Intramedullary fixation for distal radius fractures was reported as a successful procedure that had comparable functional and radiographic outcomes with volar locking plate fixation. Intramedullary fixation for distal radius fractures is less invasive and is free from hardware irritation. But some specific complications such as radial nerve sensory neuritis were documented. Furthermore, there were no studies analyzing whether this less invasive technique could reduce the common complications associated with distal radius fractures.

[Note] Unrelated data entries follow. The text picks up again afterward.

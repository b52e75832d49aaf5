//! Session handoff - the fundamental unit of continuity.
//!
//! A handoff captures one session: what was experienced, noticed, and
//! learned, the story worth keeping, the identity trajectory (`becoming`),
//! and what the next session should remember. Handoffs are never deleted;
//! they age through compression levels instead.

use chrono::{DateTime, Utc};
use serde::{Deserialize, Serialize};

// ============================================================================
// COMPRESSION LEVEL
// ============================================================================

/// Monotone staging of a handoff, driven by age.
///
/// The ordering `full < summary < quick_ref < integrated` is load-bearing:
/// consolidation only ever moves a handoff upward.
#[derive(
    Debug, Clone, Copy, PartialEq, Eq, PartialOrd, Ord, Hash, Default, Serialize, Deserialize,
)]
#[serde(rename_all = "snake_case")]
pub enum CompressionLevel {
    /// All fields as written
    #[default]
    Full,
    /// ~500-token derived summary
    Summary,
    /// ~100-token single-line reference
    QuickRef,
    /// Folded into a consolidated principle
    Integrated,
}

impl CompressionLevel {
    /// Wire string
    pub fn as_str(&self) -> &'static str {
        match self {
            CompressionLevel::Full => "full",
            CompressionLevel::Summary => "summary",
            CompressionLevel::QuickRef => "quick_ref",
            CompressionLevel::Integrated => "integrated",
        }
    }

    /// Parse a wire string
    pub fn parse_name(s: &str) -> Option<Self> {
        match s {
            "full" => Some(CompressionLevel::Full),
            "summary" => Some(CompressionLevel::Summary),
            "quick_ref" => Some(CompressionLevel::QuickRef),
            "integrated" => Some(CompressionLevel::Integrated),
            _ => None,
        }
    }
}

impl std::fmt::Display for CompressionLevel {
    fn fmt(&self, f: &mut std::fmt::Formatter<'_>) -> std::fmt::Result {
        write!(f, "{}", self.as_str())
    }
}

// ============================================================================
// HANDOFF
// ============================================================================

/// One session summary, as persisted
#[derive(Debug, Clone, Serialize, Deserialize)]
pub struct Handoff {
    /// `hof_`-prefixed id
    pub id: String,
    /// Isolation boundary
    pub tenant_id: String,
    /// Session this handoff closes
    pub session_id: String,
    /// Counterpart identity the session was with
    pub with_whom: String,
    /// What happened
    pub experienced: String,
    /// What stood out
    pub noticed: String,
    /// What was learned
    pub learned: String,
    /// Narrative worth keeping
    pub story: Option<String>,
    /// Identity-trajectory statement
    pub becoming: Option<String>,
    /// Continuation hint for the next session
    pub remember: String,
    /// Importance in [0, 1]
    pub significance: f64,
    /// Categorization tags
    pub tags: Vec<String>,
    /// Current compression stage
    pub compression_level: CompressionLevel,
    /// Derived at `summary` level
    pub summary: Option<String>,
    /// Derived at `quick_ref` level
    pub quick_ref: Option<String>,
    /// Principle this handoff was folded into at `integrated` level
    pub integrated_into: Option<String>,
    /// Optional chain to an earlier handoff
    pub parent_handoff_id: Option<String>,
    /// Optional influence marker
    pub influenced_by: Option<String>,
    /// Last time the consolidator touched this row
    pub consolidated_at: Option<DateTime<Utc>>,
    /// Whether an embedding row exists for this handoff
    pub has_embedding: bool,
    /// Creation time
    pub created_at: DateTime<Utc>,
}

impl Handoff {
    /// Text fed to the embedder: the experiential fields joined in order
    pub fn embedding_text(&self) -> String {
        let mut parts = vec![
            self.experienced.as_str(),
            self.noticed.as_str(),
            self.learned.as_str(),
        ];
        if let Some(story) = &self.story {
            parts.push(story);
        }
        if let Some(becoming) = &self.becoming {
            parts.push(becoming);
        }
        parts.join("\n")
    }

    /// Text surfaced by search snippets at the current compression level
    pub fn display_text(&self) -> &str {
        match self.compression_level {
            CompressionLevel::Full => &self.experienced,
            CompressionLevel::Summary => self.summary.as_deref().unwrap_or(&self.experienced),
            CompressionLevel::QuickRef | CompressionLevel::Integrated => self
                .quick_ref
                .as_deref()
                .or(self.summary.as_deref())
                .unwrap_or(&self.experienced),
        }
    }
}

// ============================================================================
// VIEWS & INPUTS
// ============================================================================

/// Input for `create_handoff`
#[derive(Debug, Clone, Serialize, Deserialize)]
#[serde(deny_unknown_fields)]
pub struct HandoffInput {
    pub session_id: String,
    pub with_whom: String,
    pub experienced: String,
    pub noticed: String,
    pub learned: String,
    #[serde(default)]
    pub story: Option<String>,
    #[serde(default)]
    pub becoming: Option<String>,
    pub remember: String,
    pub significance: f64,
    #[serde(default)]
    pub tags: Vec<String>,
    #[serde(default)]
    pub parent_handoff_id: Option<String>,
    #[serde(default)]
    pub influenced_by: Option<String>,
}

/// Read-side projection of a handoff.
///
/// Once a handoff has risen past `full`, the raw experiential fields stay on
/// disk but are withheld from default reads; `expand` restores them.
#[derive(Debug, Clone, Serialize, Deserialize)]
pub struct HandoffView {
    pub id: String,
    pub session_id: String,
    pub with_whom: String,
    pub compression_level: CompressionLevel,
    pub significance: f64,
    pub tags: Vec<String>,
    #[serde(skip_serializing_if = "Option::is_none")]
    pub becoming: Option<String>,
    #[serde(skip_serializing_if = "Option::is_none")]
    pub experienced: Option<String>,
    #[serde(skip_serializing_if = "Option::is_none")]
    pub noticed: Option<String>,
    #[serde(skip_serializing_if = "Option::is_none")]
    pub learned: Option<String>,
    #[serde(skip_serializing_if = "Option::is_none")]
    pub story: Option<String>,
    #[serde(skip_serializing_if = "Option::is_none")]
    pub remember: Option<String>,
    #[serde(skip_serializing_if = "Option::is_none")]
    pub summary: Option<String>,
    #[serde(skip_serializing_if = "Option::is_none")]
    pub quick_ref: Option<String>,
    #[serde(skip_serializing_if = "Option::is_none")]
    pub integrated_into: Option<String>,
    #[serde(skip_serializing_if = "Option::is_none")]
    pub consolidated_at: Option<DateTime<Utc>>,
    pub created_at: DateTime<Utc>,
}

impl HandoffView {
    /// Project a handoff at its current compression level
    pub fn project(handoff: Handoff, expand: bool) -> Self {
        let reveal_raw = expand || handoff.compression_level == CompressionLevel::Full;
        Self {
            id: handoff.id,
            session_id: handoff.session_id,
            with_whom: handoff.with_whom,
            compression_level: handoff.compression_level,
            significance: handoff.significance,
            tags: handoff.tags,
            becoming: handoff.becoming,
            experienced: reveal_raw.then_some(handoff.experienced),
            noticed: reveal_raw.then_some(handoff.noticed),
            learned: reveal_raw.then_some(handoff.learned),
            story: if reveal_raw { handoff.story } else { None },
            remember: reveal_raw.then_some(handoff.remember),
            summary: if handoff.compression_level >= CompressionLevel::Summary {
                handoff.summary
            } else {
                None
            },
            quick_ref: if handoff.compression_level >= CompressionLevel::QuickRef {
                handoff.quick_ref
            } else {
                None
            },
            integrated_into: handoff.integrated_into,
            consolidated_at: handoff.consolidated_at,
            created_at: handoff.created_at,
        }
    }
}

/// One point on an identity thread
#[derive(Debug, Clone, Serialize, Deserialize)]
pub struct IdentityThreadEntry {
    pub handoff_id: String,
    pub becoming: String,
    pub created_at: DateTime<Utc>,
    pub significance: f64,
}

// ============================================================================
// TESTS
// ============================================================================

#[cfg(test)]
mod tests {
    use super::*;

    fn sample() -> Handoff {
        Handoff {
            id: "hof_1".into(),
            tenant_id: "t1".into(),
            session_id: "s1".into(),
            with_whom: "Callin".into(),
            experienced: "built the retrieval layer".into(),
            noticed: "ranking felt brittle".into(),
            learned: "normalize per batch".into(),
            story: None,
            becoming: Some("becoming methodical".into()),
            remember: "check the tie-breaks".into(),
            significance: 0.8,
            tags: vec!["retrieval".into()],
            compression_level: CompressionLevel::Full,
            summary: None,
            quick_ref: None,
            integrated_into: None,
            parent_handoff_id: None,
            influenced_by: None,
            consolidated_at: None,
            has_embedding: false,
            created_at: Utc::now(),
        }
    }

    #[test]
    fn test_compression_level_ordering() {
        assert!(CompressionLevel::Full < CompressionLevel::Summary);
        assert!(CompressionLevel::Summary < CompressionLevel::QuickRef);
        assert!(CompressionLevel::QuickRef < CompressionLevel::Integrated);
    }

    #[test]
    fn test_compression_level_roundtrip() {
        for level in [
            CompressionLevel::Full,
            CompressionLevel::Summary,
            CompressionLevel::QuickRef,
            CompressionLevel::Integrated,
        ] {
            assert_eq!(CompressionLevel::parse_name(level.as_str()), Some(level));
        }
        assert_eq!(CompressionLevel::parse_name("compact"), None);
    }

    #[test]
    fn test_embedding_text_includes_becoming() {
        let h = sample();
        let text = h.embedding_text();
        assert!(text.contains("built the retrieval layer"));
        assert!(text.contains("becoming methodical"));
    }

    #[test]
    fn test_full_view_exposes_raw_fields() {
        let view = HandoffView::project(sample(), false);
        assert_eq!(view.compression_level, CompressionLevel::Full);
        assert!(view.experienced.is_some());
        assert!(view.remember.is_some());
        assert!(view.summary.is_none());
    }

    #[test]
    fn test_summary_view_withholds_raw_fields() {
        let mut h = sample();
        h.compression_level = CompressionLevel::Summary;
        h.summary = Some("a summary".into());

        let view = HandoffView::project(h.clone(), false);
        assert!(view.experienced.is_none());
        assert!(view.learned.is_none());
        assert_eq!(view.summary.as_deref(), Some("a summary"));

        // expand restores the raw fields without dropping the summary
        let expanded = HandoffView::project(h, true);
        assert!(expanded.experienced.is_some());
        assert_eq!(expanded.summary.as_deref(), Some("a summary"));
    }

    #[test]
    fn test_display_text_follows_level() {
        let mut h = sample();
        assert_eq!(h.display_text(), "built the retrieval layer");

        h.compression_level = CompressionLevel::Summary;
        h.summary = Some("short summary".into());
        assert_eq!(h.display_text(), "short summary");

        h.compression_level = CompressionLevel::QuickRef;
        h.quick_ref = Some("one line".into());
        assert_eq!(h.display_text(), "one line");
    }

    #[test]
    fn test_handoff_input_rejects_unknown_fields() {
        let json = r#"{
            "session_id": "s1", "with_whom": "c", "experienced": "e",
            "noticed": "n", "learned": "l", "remember": "r",
            "significance": 0.5, "surprise": true
        }"#;
        assert!(serde_json::from_str::<HandoffInput>(json).is_err());
    }
}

We investigated complications of intramedullary fixation for distal radius fractures.

Patients and methods
We retrospectively investigated the medical records of 71 patients with distal radius fractures treated with an intramedullary implant (Micronail) followed-up more than 6 months. There were 48 AO A type fractures and 23 AO C type fractures. All fractures were caused by low energy injury. The patients included in this study were aged 50 years or older and the average age was 70.7 years old. The average follow-up period was 313 days. We investigated the neurological complications, tendinous complications, and skeletal and joint complications according to the complication checklist proposed by McKay.

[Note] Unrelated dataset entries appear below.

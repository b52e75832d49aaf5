//! Continuum MCP Server
//!
//! Persistent memory for AI agents over the Model Context Protocol:
//! session handoffs with progressive consolidation, hybrid recall, a typed
//! memory graph, capsules, and agent feedback - all tenant-isolated behind
//! bearer-token auth.

use std::path::PathBuf;
use std::sync::Arc;

use clap::Parser;
use tracing::{error, info, warn};
use tracing_subscriber::EnvFilter;

use continuum_core::embeddings::HashingEmbedder;
use continuum_core::{spawn_embed_worker, Engine, EngineConfig, Store};
use continuum_mcp::protocol::http::{HttpTransport, HttpTransportConfig};
use continuum_mcp::scheduler::ConsolidationScheduler;
use continuum_mcp::{McpDispatcher, ServerConfig, StaticTokenProvider};

#[derive(Parser)]
#[command(
    name = "continuum-mcp",
    version,
    about = "Persistent memory MCP server for AI agents"
)]
struct Cli {
    /// Custom data directory for the SQLite store
    #[arg(long)]
    data_dir: Option<PathBuf>,

    /// Bind host (overrides CONTINUUM_HOST)
    #[arg(long)]
    host: Option<String>,

    /// Bind port (overrides CONTINUUM_PORT)
    #[arg(long)]
    port: Option<u16>,
}

#[tokio::main]
async fn main() {
    let cli = Cli::parse();

    // Logs go to stderr; stdout stays clean for any piping
    tracing_subscriber::fmt()
        .with_env_filter(
            EnvFilter::try_from_default_env().unwrap_or_else(|_| EnvFilter::new("info")),
        )
        .with_writer(std::io::stderr)
        .with_target(false)
        .init();

    let mut config = ServerConfig::from_env();
    if let Some(host) = cli.host {
        config.host = host;
    }
    if let Some(port) = cli.port {
        config.port = port;
    }

    info!(
        "Continuum MCP server v{} starting (env: {})",
        continuum_core::VERSION,
        config.env
    );

    let db_path = cli.data_dir.map(|dir| dir.join("continuum.db"));
    let store = match Store::open(db_path, config.embedding_dimension) {
        Ok(store) => Arc::new(store),
        Err(e) => {
            error!("failed to initialize storage: {e}");
            std::process::exit(1);
        }
    };
    info!(
        dimension = config.embedding_dimension,
        "storage initialized"
    );

    let embedder = Arc::new(HashingEmbedder::new(config.embedding_dimension));
    let mut engine_config = EngineConfig::default();
    engine_config.consolidation.stale_job_timeout = config.stale_job_timeout;
    let engine = Arc::new(Engine::new(store.clone(), embedder.clone(), None, engine_config));

    // Embedding side effects run off the write path, on a bounded queue
    let queue = spawn_embed_worker(store, embedder, config.embed_queue_depth);
    engine.ops.attach_embed_queue(queue);

    // Identity: the dev token authenticates to tenant `default` outside
    // production. Production deployments plug in a real provider.
    let mut identity = StaticTokenProvider::new();
    if config.is_production() {
        warn!("production mode: dev token disabled; configure a real identity provider");
    } else {
        identity = identity.with_dev_token(config.dev_token.clone());
        info!("dev token enabled for tenant 'default'");
    }
    let identity = Arc::new(identity);

    let dispatcher = Arc::new(McpDispatcher::new(
        engine.clone(),
        identity,
        config.request_deadline,
    ));

    match ConsolidationScheduler::from_config(engine.clone(), &config) {
        Ok(scheduler) => {
            scheduler.spawn();
            info!("consolidation scheduler started");
        }
        Err(e) => {
            error!("invalid consolidation schedule: {e}");
            std::process::exit(1);
        }
    }

    let transport = HttpTransport::new(HttpTransportConfig {
        host: config.host.clone(),
        port: config.port,
    });
    if let Err(e) = transport.run(dispatcher).await {
        error!("server error: {e}");
        std::process::exit(1);
    }

    info!("Continuum MCP server shutting down");
}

As for neurological complications, 7 patients (9.9%) had radial nerve sensory disorder which resolved spontaneously. Two patients (2.8%) had carpal tunnel syndrome diagnosed clinically, which resolved spontaneously without the need for carpal tunnel release. As for tendinous complications, 3 patients (4.2%) had trigger finger at the A1 pulley, which needed injection of triamcinolone. There was no synovitis or tendon rupture around the fracture site. As for skeletal and joint complications, one patient (1.4%) treated with a relatively small sized implant had malunion after volar inclination of the intramedullary nail and distal fragment, which did not need corrective osteotomy because of good functional recovery after 1 year post-injury. The overall complication rate was 18%. There were no major complications which needed secondary surgical intervention such as hardware removal. At the final follow-up, the average Mayo modified wrist score was 92 points.

Intramedullary fixation for distal radius fractures was free from tendinous complications such as tenosynovitis and tendon rupture around the implant. This less invasive technique could not reduce common complications such as trigger finger and carpal tunnel syndrome associated with distal radius fractures. Radial nerve sensory disorder, a specific complication of intramedullary fixation, could be reduced by atraumatic nerve handling.